Священник встал и взял распятие. Тогда она вытянула шею, как человек, который хочет пить, и, прильнув устами к телу богочеловека, со всею своей иссякающей силой запечатлела на нем самый жаркий поцелуй любви, какой только она знала в жизни. Священник тотчас прочел Misereatur[14] и Indulgentiam,[15] обмакнул большой палец правой руки в елей и начал помазание: сначала умастил глаза, много алкавшие пышной прелести земной; потом — ноздри, жадные к теплому ветру и любовным благоуханиям; потом уста, отверзавшиеся для лжи, стекавшие в похоти и кричавшие в гордыне; потом — руки, познавшие негу сладостных касаний, и, наконец, — подошвы ног, столь быстрых в те времена, когда женщина эта бежала утолять свои желания, а ныне остановившихся навеки.
Кюре вытер пальцы, бросил в огонь замасленную вату и вновь сел рядом с умирающей. Он сказал ей, что теперь она должна слить свои муки с муками Иисуса Христа и вручить себя милосердию божию.
Кончив увещание, он попытался вложить ей в руки освященную свечу — символ той небесной славы, которая должна была так скоро окружить умирающую. Но Эмма была слишком слаба и не могла удержать ее, так что, не будь г-на Бурнисьена, свеча упала бы на пол.
А между тем она была уже не так бледна, как раньше, и лицо ее приняло безмятежное выражение, словно таинство вернуло ей здоровье.
Священник не упустил случая заметить это вслух; он даже сообщил Шарлю, что иногда господь продлевает человеку жизнь, если сочтет это нужным для его душевного спасения. И Шарль вспомнил, как она однажды уже была при смерти и причащалась.
«Быть может, еще рано терять надежду», — подумал он.
В самом деле, Эмма оглядела все кругом — медленно, словно пробудившись от сна; потом отчетливым голосом попросила зеркало и, наклонившись, долго смотрелась в него, пока из глаз ее не скатились две крупных слезы. Тогда она откинула голову и со вздохом упала на подушки.
И тотчас грудь ее задышала необычайно часто.

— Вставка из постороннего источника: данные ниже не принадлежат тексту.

//! Logging setup

use tracing_subscriber::EnvFilter;

/// Install the global subscriber.
///
/// `RUST_LOG` wins over `level` when set. Output goes to stderr so command
/// results on stdout stay machine-readable.
pub fn init_logging(level: &str, json: bool) {
    let filter = EnvFilter::try_from_default_env()
        .or_else(|_| EnvFilter::try_new(level))
        .unwrap_or_else(|_| EnvFilter::new("info"));

    let builder = tracing_subscriber::fmt()
        .with_env_filter(filter)
        .with_writer(std::io::stderr)
        .with_target(false);

    // A second init (tests, embedding) is not an error
    let _ = if json {
        builder.json().try_init()
    } else {
        builder.compact().try_init()
    };
}

/// Normalize a user supplied level name to a filter directive
pub fn level_directive(level: &str) -> Option<&'static str> {
    match level.trim().to_ascii_lowercase().as_str() {
        "error" => Some("error"),
        "warn" | "warning" => Some("warn"),
        "info" => Some("info"),
        "debug" => Some("debug"),
        "trace" => Some("trace"),
        "off" | "quiet" => Some("off"),
        _ => None,
    }
}

#[cfg(test)]
mod tests {
    use super::*;

    #[test]
    fn test_level_directive() {
        assert_eq!(level_directive("WARNING"), Some("warn"));
        assert_eq!(level_directive(" debug "), Some("debug"));
        assert_eq!(level_directive("loud"), None);
    }

    #[test]
    fn test_init_twice_is_harmless() {
        init_logging("debug", false);
        init_logging("info", true);
    }
}
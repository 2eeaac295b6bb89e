// Time mapping - conversions between timeline time and per-source time
//
// All functions are pure and walk the segment list once, O(segments).

use crate::domain::model::{Segment, SourceId};

#[cfg(test)]
mod tests;

/// A resolved point inside one source file
#[derive(Debug, Clone, PartialEq)]
pub struct SourcePosition {
    pub source: SourceId,
    pub time: f64,
    /// Index of the segment the timeline time fell into
    pub segment_index: usize,
}

/// Sum of segment durations
pub fn total_duration(segments: &[Segment]) -> f64 {
    segments.iter().map(Segment::duration).sum()
}

/// Locate the segment containing timeline time `t`.
///
/// Returns the index and the timeline time at which that segment starts.
/// Times at or beyond the end resolve to the last segment.
pub fn segment_at(segments: &[Segment], t: f64) -> Option<(usize, f64)> {
    let mut offset = 0.0;
    for (index, segment) in segments.iter().enumerate() {
        let next = offset + segment.duration();
        if t < next {
            return Some((index, offset));
        }
        offset = next;
    }
    segments
        .len()
        .checked_sub(1)
        .map(|last| (last, offset - segments[last].duration()))
}

/// Timeline start offset of every segment
pub fn segment_offsets(segments: &[Segment]) -> Vec<f64> {
    let mut offset = 0.0;
    segments
        .iter()
        .map(|segment| {
            let start = offset;
            offset += segment.duration();
            start
        })
        .collect()
}

/// Map a timeline time to the source time it shows.
///
/// Negative times clamp to the start of the first segment; times past the
/// total duration resolve to the last segment's end. `None` only for an
/// empty segment list.
pub fn timeline_to_source(segments: &[Segment], t: f64) -> Option<SourcePosition> {
    let t = t.max(0.0);
    let mut offset = 0.0;
    for (index, segment) in segments.iter().enumerate() {
        let duration = segment.duration();
        if t < offset + duration {
            return Some(SourcePosition {
                source: segment.source.clone(),
                time: segment.start + (t - offset),
                segment_index: index,
            });
        }
        offset += duration;
    }

    let last_index = segments.len().checked_sub(1)?;
    let last = &segments[last_index];
    Some(SourcePosition {
        source: last.source.clone(),
        time: last.end,
        segment_index: last_index,
    })
}

/// Map a source time back onto the timeline.
///
/// Strict editing-time mapping: `None` means the point is not visible,
/// i.e. it was trimmed away. When a source range appears more than once
/// (copy/paste), the first occurrence wins.
pub fn source_to_timeline(segments: &[Segment], source_time: f64, source: &SourceId) -> Option<f64> {
    let mut offset = 0.0;
    for segment in segments {
        if &segment.source == source && segment.contains_source_time(source_time) {
            return Some(offset + (source_time - segment.start));
        }
        offset += segment.duration();
    }
    None
}

/// Playback mapping that never fails for a known source.
///
/// Visible points map exactly. Hidden points snap to the timeline position
/// of the nearest segment boundary of the same source. Unknown sources map
/// to the start of the timeline.
pub fn source_to_timeline_nearest(segments: &[Segment], source_time: f64, source: &SourceId) -> f64 {
    if let Some(t) = source_to_timeline(segments, source_time, source) {
        return t;
    }

    let mut offset = 0.0;
    let mut best: Option<(f64, f64)> = None;
    for segment in segments {
        let duration = segment.duration();
        if &segment.source == source {
            let candidates = [
                ((source_time - segment.start).abs(), offset),
                ((source_time - segment.end).abs(), offset + duration),
            ];
            for (distance, position) in candidates {
                if best.map_or(true, |(d, _)| distance < d) {
                    best = Some((distance, position));
                }
            }
        }
        offset += duration;
    }

    best.map(|(_, position)| position).unwrap_or(0.0)
}
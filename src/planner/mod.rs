//! Cut planning: keyframe lookup, smart-cut plans and transition clusters

use std::path::PathBuf;

use serde::{Deserialize, Serialize};

pub mod keyframe;
pub mod smart_cut;
pub mod transitions;

pub use keyframe::KeyframeLocator;
pub use smart_cut::SmartCutPlanner;

/// How one part of a plan is realized
#[derive(Debug, Clone, Copy, PartialEq, Eq, Serialize, Deserialize)]
pub enum PartMode {
    /// Decode and re-compress
    Reencode,
    /// Re-package without re-encoding
    Copy,
}

/// Role of a part inside a three-part plan
#[derive(Debug, Clone, Copy, PartialEq, Eq, Serialize, Deserialize)]
pub enum PartRole {
    Head,
    Body,
    Tail,
    Whole,
}

impl PartRole {
    pub fn as_str(&self) -> &'static str {
        match self {
            PartRole::Head => "head",
            PartRole::Body => "body",
            PartRole::Tail => "tail",
            PartRole::Whole => "whole",
        }
    }
}

/// One source range to realize, in source seconds
#[derive(Debug, Clone, PartialEq, Serialize, Deserialize)]
pub struct PlannedPart {
    pub role: PartRole,
    pub mode: PartMode,
    pub start: f64,
    pub end: f64,
}

impl PlannedPart {
    pub fn duration(&self) -> f64 {
        self.end - self.start
    }
}

/// Re-encode the requested range in one job
#[derive(Debug, Clone, PartialEq, Serialize, Deserialize)]
pub struct FullReencodePlan {
    pub source: PathBuf,
    pub start: f64,
    pub end: f64,
}

/// Re-encoded head and tail around a stream-copied body
#[derive(Debug, Clone, PartialEq, Serialize, Deserialize)]
pub struct ThreePartPlan {
    pub source: PathBuf,
    pub start: f64,
    pub end: f64,
    /// Keyframe the body starts on
    pub keyframe: f64,
    pub head: Option<PlannedPart>,
    pub body: PlannedPart,
    pub tail: Option<PlannedPart>,
}

/// Realization plan for a single-source range.
///
/// Every plan knows the simpler plan to try next when it fails.
#[derive(Debug, Clone, PartialEq, Serialize, Deserialize)]
pub enum CutPlan {
    FullReencode(FullReencodePlan),
    ThreePart(ThreePartPlan),
}

impl CutPlan {
    pub fn full_reencode(source: impl Into<PathBuf>, start: f64, end: f64) -> Self {
        CutPlan::FullReencode(FullReencodePlan {
            source: source.into(),
            start,
            end,
        })
    }

    pub fn source(&self) -> &PathBuf {
        match self {
            CutPlan::FullReencode(plan) => &plan.source,
            CutPlan::ThreePart(plan) => &plan.source,
        }
    }

    /// Requested range in source seconds
    pub fn range(&self) -> (f64, f64) {
        match self {
            CutPlan::FullReencode(plan) => (plan.start, plan.end),
            CutPlan::ThreePart(plan) => (plan.start, plan.end),
        }
    }

    pub fn duration(&self) -> f64 {
        let (start, end) = self.range();
        end - start
    }

    /// Parts in realization order
    pub fn parts(&self) -> Vec<PlannedPart> {
        match self {
            CutPlan::FullReencode(plan) => vec![PlannedPart {
                role: PartRole::Whole,
                mode: PartMode::Reencode,
                start: plan.start,
                end: plan.end,
            }],
            CutPlan::ThreePart(plan) => plan
                .head
                .iter()
                .chain(std::iter::once(&plan.body))
                .chain(plan.tail.iter())
                .cloned()
                .collect(),
        }
    }

    /// Seconds that go through the encoder
    pub fn reencoded_seconds(&self) -> f64 {
        self.parts()
            .iter()
            .filter(|part| part.mode == PartMode::Reencode)
            .map(PlannedPart::duration)
            .sum()
    }

    /// Next simpler plan after a failure, if any
    pub fn fallback(&self) -> Option<CutPlan> {
        match self {
            CutPlan::ThreePart(plan) => Some(CutPlan::full_reencode(plan.source.clone(), plan.start, plan.end)),
            CutPlan::FullReencode(_) => None,
        }
    }

    pub fn name(&self) -> &'static str {
        match self {
            CutPlan::FullReencode(_) => "full re-encode",
            CutPlan::ThreePart(_) => "three-part",
        }
    }
}

#[cfg(test)]
mod tests {
    use super::*;

    fn three_part() -> CutPlan {
        CutPlan::ThreePart(ThreePartPlan {
            source: "a.mp4".into(),
            start: 10.0,
            end: 100.0,
            keyframe: 12.0,
            head: Some(PlannedPart {
                role: PartRole::Head,
                mode: PartMode::Reencode,
                start: 10.0,
                end: 12.0,
            }),
            body: PlannedPart {
                role: PartRole::Body,
                mode: PartMode::Copy,
                start: 12.0,
                end: 95.0,
            },
            tail: Some(PlannedPart {
                role: PartRole::Tail,
                mode: PartMode::Reencode,
                start: 95.0,
                end: 100.0,
            }),
        })
    }

    #[test]
    fn test_parts_in_order() {
        let roles: Vec<PartRole> = three_part().parts().iter().map(|p| p.role).collect();
        assert_eq!(roles, vec![PartRole::Head, PartRole::Body, PartRole::Tail]);
    }

    #[test]
    fn test_reencoded_seconds() {
        assert_eq!(three_part().reencoded_seconds(), 7.0);
        assert_eq!(CutPlan::full_reencode("a.mp4", 0.0, 4.0).reencoded_seconds(), 4.0);
    }

    #[test]
    fn test_fallback_chain() {
        let fallback = three_part().fallback().unwrap();
        assert_eq!(fallback, CutPlan::full_reencode("a.mp4", 10.0, 100.0));
        assert!(fallback.fallback().is_none());
    }
}
//! Command handlers for the Search Sense CLI.

mod ask;

pub use ask::AskCommand;
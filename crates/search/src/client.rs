//! Search backend abstraction.

use sense_core::PipelineResult;

use crate::result::SearchResult;

/// Trait for web search backends.
///
/// Implementors encapsulate transport and backend-specific wire formats; the
/// pipeline stays decoupled from any particular search service.
#[async_trait::async_trait]
pub trait SearchClient: Send + Sync {
    /// Get the backend name (e.g., "searx").
    fn provider_name(&self) -> &str;

    /// Search the web for `query`.
    ///
    /// Returns at most `max_results` documents, ranked best-first in backend
    /// order. Fewer results, including none, is a valid success; the caller
    /// decides what an empty set means. Transport and service failures are
    /// errors, never an empty list.
    async fn search(&self, query: &str, max_results: usize)
        -> PipelineResult<Vec<SearchResult>>;
}
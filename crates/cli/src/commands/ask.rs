//! Ask command handler.
//!
//! Wires the configured adapters into one pipeline run and renders the
//! outcome: a markdown sources block followed by the answer, or a single
//! JSON object with `--json`.

use clap::Args;
use sense_core::{AppConfig, PipelineError, PipelineResult};
use sense_llm::create_answer_client;
use sense_pipeline::{Answer, AnswerPipeline, PipelineOptions};
use sense_search::SearxClient;
use std::path::PathBuf;
use std::sync::Arc;
use std::time::Duration;

/// Ask a question and print a cited answer
#[derive(Args, Debug)]
pub struct AskCommand {
    /// The question to ask
    pub question: Option<String>,

    /// Read the question from a file
    #[arg(short, long)]
    pub file: Option<PathBuf>,

    /// Number of search results to ground the answer on
    #[arg(short = 'n', long)]
    pub max_results: Option<usize>,

    /// Per-call deadline in seconds for search and completion
    #[arg(long)]
    pub timeout: Option<u64>,

    /// Output as JSON
    #[arg(long)]
    pub json: bool,
}

impl AskCommand {
    /// Execute the ask command.
    pub async fn execute(&self, config: &AppConfig) -> PipelineResult<()> {
        tracing::info!("Executing ask command");
        tracing::debug!("Ask command options: {:?}", self);

        config.validate()?;

        let question = self.get_question()?;

        // Collaborator handles are built once and shared read-only with the
        // pipeline; a misconfigured credential fails here, before any call.
        let search = Arc::new(SearxClient::with_base_url(&config.search_url));
        let answerer = create_answer_client(config)?;

        let deadline = Duration::from_secs(self.timeout.unwrap_or(config.timeout_secs));
        let options = PipelineOptions {
            max_results: self.max_results.unwrap_or(config.max_results),
            search_timeout: deadline,
            answer_timeout: deadline,
        };

        let pipeline = AnswerPipeline::new(search, answerer).with_options(options);
        let answer = pipeline.run(&question).await?;

        if self.json {
            let json = serde_json::to_string_pretty(&answer)?;
            println!("{json}");
        } else {
            print!("{}", render_markdown(&answer));
        }

        Ok(())
    }

    /// Get the question text from the argument or a file.
    fn get_question(&self) -> PipelineResult<String> {
        if let Some(ref question) = self.question {
            return Ok(question.clone());
        }

        if let Some(ref path) = self.file {
            return Ok(std::fs::read_to_string(path)?);
        }

        Err(PipelineError::Config(
            "no question provided; pass one as an argument or via --file".to_string(),
        ))
    }
}

/// Render the numbered sources block and the answer as markdown.
fn render_markdown(answer: &Answer) -> String {
    let mut out = String::from("## Sources\n\n");

    for (index, source) in answer.sources.iter().enumerate() {
        out.push_str(&format!(
            "**{}.** [{}]({})\n",
            index + 1,
            source.title,
            source.url
        ));
        out.push_str(&format!("*{}*\n\n", source.domain));
    }

    out.push_str("---\n\n## Answer\n\n");
    out.push_str(&answer.text);
    out.push('\n');
    out
}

Язык весь высунулся изо рта; глаза закатились и потускнели, как абажуры на гаснущих лампах; если бы не невероятно быстрое движение ребер, сотрясавшихся в яростном дыхании, словно душа вырывалась из тела скачками, можно было бы подумать, что Эмма уже мертва. Фелиситэ упала на колени перед распятием; даже сам аптекарь слегка подогнул ноги; г-н Каниве глядел в окно на площадь. Бурнисьен снова начал молиться, наклонившись лицом к краю смертного ложа, и длинные полы его черной сутаны раскинулись по полу. Шарль стоял на коленях по другую сторону кровати и тянулся к Эмме. Он схватил ее за руки, сжимал их и содрогался при каждом ударе ее сердца, словно отзываясь на толчки разваливающегося здания. Чем громче становился хрип, тем быстрее священник читал молитвы; они сливались с подавленными рыданиями Бовари, и порой все тонуло в глухом рокоте латыни, гудевшей, как похоронный звон.
Вдруг на улице послышался стук деревянных башмаков, зашуршала по камням палка и раздался голос, хриплый, поющий голос:
Ах, летний жар волнует кровь,
Внушает девушке любовь…
Эмма приподнялась, словно гальванизированный труп; волосы ее рассыпались, широко открытые глаза пристально глядели в одну точку.
Проворней серп блестит, трудясь,
И ниву зрелую срезает;
Наннета, низко наклонясь,
Колосья в пиле собирает…
— Слепой! — вскрикнула Эмма и засмеялась диким, бешеным, отчаянным смехом, — ей казалось, что она видит отвратительное лицо урода, пугалом встающее в вечном мраке.